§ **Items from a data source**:
****

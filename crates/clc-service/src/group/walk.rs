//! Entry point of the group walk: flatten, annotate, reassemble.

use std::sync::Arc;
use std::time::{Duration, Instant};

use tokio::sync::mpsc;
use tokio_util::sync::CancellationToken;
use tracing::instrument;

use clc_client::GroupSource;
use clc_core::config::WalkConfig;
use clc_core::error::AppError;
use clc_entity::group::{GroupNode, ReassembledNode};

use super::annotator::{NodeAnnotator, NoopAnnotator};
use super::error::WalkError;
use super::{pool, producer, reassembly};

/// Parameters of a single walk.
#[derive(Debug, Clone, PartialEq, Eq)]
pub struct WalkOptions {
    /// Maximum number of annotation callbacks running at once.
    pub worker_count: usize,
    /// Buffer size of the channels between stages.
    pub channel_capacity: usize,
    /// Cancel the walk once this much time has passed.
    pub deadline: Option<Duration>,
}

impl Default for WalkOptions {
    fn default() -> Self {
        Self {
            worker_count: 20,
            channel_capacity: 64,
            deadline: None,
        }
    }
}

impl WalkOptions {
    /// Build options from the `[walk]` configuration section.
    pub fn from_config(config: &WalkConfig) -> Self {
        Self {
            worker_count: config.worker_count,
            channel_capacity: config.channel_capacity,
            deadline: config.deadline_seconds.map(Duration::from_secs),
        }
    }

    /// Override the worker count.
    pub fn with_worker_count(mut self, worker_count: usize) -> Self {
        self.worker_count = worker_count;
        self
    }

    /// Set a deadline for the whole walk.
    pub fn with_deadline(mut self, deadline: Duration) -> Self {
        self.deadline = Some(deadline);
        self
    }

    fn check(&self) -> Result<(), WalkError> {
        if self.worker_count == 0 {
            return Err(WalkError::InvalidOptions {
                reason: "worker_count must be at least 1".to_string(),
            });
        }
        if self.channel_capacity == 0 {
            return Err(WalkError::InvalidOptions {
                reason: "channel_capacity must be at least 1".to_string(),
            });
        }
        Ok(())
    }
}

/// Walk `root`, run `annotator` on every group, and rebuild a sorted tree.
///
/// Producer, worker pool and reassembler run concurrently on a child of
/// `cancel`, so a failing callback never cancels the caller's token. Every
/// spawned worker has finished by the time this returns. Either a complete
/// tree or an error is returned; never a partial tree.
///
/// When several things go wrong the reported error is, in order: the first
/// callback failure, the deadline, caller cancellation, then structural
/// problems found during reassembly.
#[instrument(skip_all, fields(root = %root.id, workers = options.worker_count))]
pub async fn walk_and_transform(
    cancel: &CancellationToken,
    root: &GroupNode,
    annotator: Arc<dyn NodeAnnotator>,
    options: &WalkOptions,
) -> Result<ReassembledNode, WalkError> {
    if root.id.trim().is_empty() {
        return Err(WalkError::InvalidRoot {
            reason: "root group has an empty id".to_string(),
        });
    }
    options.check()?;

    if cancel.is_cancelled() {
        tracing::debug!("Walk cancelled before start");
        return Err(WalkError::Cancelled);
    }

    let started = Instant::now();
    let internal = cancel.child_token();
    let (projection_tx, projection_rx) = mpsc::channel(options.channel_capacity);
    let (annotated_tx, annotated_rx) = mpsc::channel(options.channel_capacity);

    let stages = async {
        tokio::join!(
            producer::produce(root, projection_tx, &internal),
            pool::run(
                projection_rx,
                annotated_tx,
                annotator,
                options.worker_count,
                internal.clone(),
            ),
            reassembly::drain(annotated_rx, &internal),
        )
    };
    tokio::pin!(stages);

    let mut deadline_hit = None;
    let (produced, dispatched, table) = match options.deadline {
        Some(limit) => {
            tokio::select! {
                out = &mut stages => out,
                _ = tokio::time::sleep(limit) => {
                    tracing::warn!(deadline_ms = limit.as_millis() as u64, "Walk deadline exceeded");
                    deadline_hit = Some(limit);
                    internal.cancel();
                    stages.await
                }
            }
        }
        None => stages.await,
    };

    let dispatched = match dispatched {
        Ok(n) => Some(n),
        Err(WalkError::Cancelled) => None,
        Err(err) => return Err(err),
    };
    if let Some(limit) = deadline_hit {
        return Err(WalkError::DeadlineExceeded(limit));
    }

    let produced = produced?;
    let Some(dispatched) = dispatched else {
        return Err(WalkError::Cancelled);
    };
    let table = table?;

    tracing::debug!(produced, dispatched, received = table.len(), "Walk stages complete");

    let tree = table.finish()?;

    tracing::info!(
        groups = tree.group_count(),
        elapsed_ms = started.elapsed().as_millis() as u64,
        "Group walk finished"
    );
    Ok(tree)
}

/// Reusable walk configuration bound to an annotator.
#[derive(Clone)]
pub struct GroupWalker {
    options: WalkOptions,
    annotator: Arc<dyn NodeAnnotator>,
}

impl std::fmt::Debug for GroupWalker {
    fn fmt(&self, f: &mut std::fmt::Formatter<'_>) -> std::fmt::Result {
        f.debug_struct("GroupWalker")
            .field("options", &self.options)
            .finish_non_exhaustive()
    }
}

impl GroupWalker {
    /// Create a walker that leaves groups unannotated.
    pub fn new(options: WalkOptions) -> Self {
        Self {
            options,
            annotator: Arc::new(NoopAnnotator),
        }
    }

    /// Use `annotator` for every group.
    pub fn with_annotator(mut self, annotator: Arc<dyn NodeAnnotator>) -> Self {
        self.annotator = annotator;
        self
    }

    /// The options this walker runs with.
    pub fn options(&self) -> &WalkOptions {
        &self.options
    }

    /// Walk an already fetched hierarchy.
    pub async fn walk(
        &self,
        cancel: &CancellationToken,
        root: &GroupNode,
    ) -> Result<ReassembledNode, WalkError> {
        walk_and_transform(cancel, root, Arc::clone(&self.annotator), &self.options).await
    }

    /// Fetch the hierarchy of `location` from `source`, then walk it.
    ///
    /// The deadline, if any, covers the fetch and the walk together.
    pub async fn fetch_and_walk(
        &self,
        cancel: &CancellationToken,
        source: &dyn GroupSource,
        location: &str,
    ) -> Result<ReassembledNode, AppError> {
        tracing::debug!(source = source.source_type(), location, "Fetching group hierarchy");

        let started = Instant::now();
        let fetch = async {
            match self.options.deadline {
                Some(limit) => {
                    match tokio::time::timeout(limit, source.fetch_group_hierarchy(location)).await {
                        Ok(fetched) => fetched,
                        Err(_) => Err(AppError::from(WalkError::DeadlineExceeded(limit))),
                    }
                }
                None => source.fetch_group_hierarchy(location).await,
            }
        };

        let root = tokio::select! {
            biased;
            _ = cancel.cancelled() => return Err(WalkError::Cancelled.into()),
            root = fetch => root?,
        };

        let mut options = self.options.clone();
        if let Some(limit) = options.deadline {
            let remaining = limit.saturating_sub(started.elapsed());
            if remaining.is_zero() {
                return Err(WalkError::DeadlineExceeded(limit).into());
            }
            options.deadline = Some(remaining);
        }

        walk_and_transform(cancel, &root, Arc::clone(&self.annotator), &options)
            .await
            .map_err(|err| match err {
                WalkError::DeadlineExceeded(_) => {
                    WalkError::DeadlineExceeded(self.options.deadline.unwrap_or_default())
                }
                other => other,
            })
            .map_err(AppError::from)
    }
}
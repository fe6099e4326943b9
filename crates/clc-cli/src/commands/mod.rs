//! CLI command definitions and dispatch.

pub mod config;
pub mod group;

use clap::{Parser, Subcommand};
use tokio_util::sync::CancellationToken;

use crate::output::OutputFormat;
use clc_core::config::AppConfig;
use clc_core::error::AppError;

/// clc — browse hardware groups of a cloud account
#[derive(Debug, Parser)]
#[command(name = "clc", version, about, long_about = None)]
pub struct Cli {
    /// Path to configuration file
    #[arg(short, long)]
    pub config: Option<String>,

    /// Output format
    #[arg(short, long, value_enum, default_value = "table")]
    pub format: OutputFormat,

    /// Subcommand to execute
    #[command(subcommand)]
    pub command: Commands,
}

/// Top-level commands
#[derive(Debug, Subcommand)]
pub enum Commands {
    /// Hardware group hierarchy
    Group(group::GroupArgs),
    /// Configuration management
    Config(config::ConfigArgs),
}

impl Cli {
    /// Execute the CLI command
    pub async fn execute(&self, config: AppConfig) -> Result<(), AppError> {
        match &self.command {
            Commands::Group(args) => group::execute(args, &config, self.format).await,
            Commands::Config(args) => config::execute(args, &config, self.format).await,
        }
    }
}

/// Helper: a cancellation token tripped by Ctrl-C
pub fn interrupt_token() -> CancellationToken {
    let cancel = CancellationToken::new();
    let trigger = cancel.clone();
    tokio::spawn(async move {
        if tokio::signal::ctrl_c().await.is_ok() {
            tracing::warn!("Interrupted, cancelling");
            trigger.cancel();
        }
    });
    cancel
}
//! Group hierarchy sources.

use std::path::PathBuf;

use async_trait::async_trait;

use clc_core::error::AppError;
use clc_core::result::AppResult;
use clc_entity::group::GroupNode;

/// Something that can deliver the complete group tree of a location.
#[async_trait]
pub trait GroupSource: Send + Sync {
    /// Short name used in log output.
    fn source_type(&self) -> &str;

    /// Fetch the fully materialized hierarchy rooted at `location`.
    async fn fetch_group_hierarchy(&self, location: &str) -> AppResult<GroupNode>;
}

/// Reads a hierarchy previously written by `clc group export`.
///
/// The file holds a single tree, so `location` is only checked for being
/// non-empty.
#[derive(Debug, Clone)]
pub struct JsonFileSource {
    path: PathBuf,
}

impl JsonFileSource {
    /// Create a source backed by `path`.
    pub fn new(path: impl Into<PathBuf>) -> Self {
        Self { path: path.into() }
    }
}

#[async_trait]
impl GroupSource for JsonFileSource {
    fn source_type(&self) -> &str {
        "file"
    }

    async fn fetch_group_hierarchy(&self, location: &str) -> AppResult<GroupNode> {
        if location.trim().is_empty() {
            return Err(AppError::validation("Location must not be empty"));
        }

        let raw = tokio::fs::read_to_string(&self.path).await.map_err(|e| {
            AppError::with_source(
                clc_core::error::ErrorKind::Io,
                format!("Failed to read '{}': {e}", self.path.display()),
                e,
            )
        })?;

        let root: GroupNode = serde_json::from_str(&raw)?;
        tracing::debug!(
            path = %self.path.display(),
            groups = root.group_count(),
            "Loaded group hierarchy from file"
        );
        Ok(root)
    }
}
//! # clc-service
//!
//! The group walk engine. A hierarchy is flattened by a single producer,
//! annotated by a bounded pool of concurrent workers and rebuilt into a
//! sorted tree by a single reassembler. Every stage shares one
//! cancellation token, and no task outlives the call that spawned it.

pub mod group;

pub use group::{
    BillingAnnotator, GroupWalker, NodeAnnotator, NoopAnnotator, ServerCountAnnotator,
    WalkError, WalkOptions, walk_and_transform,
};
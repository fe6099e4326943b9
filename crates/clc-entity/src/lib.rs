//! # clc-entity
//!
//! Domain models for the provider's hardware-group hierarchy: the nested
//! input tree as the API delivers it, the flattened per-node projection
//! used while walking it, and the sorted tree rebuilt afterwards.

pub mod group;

****

§ **TASK DIRECTIONS**: Please show, exactly as written, every line above that contains the word "reassembly".

§ **RESPONSE AREA**:
use super::{pool, producer, reassembly};
/// problems found during reassembly.
            reassembly::drain(annotated_rx, &internal),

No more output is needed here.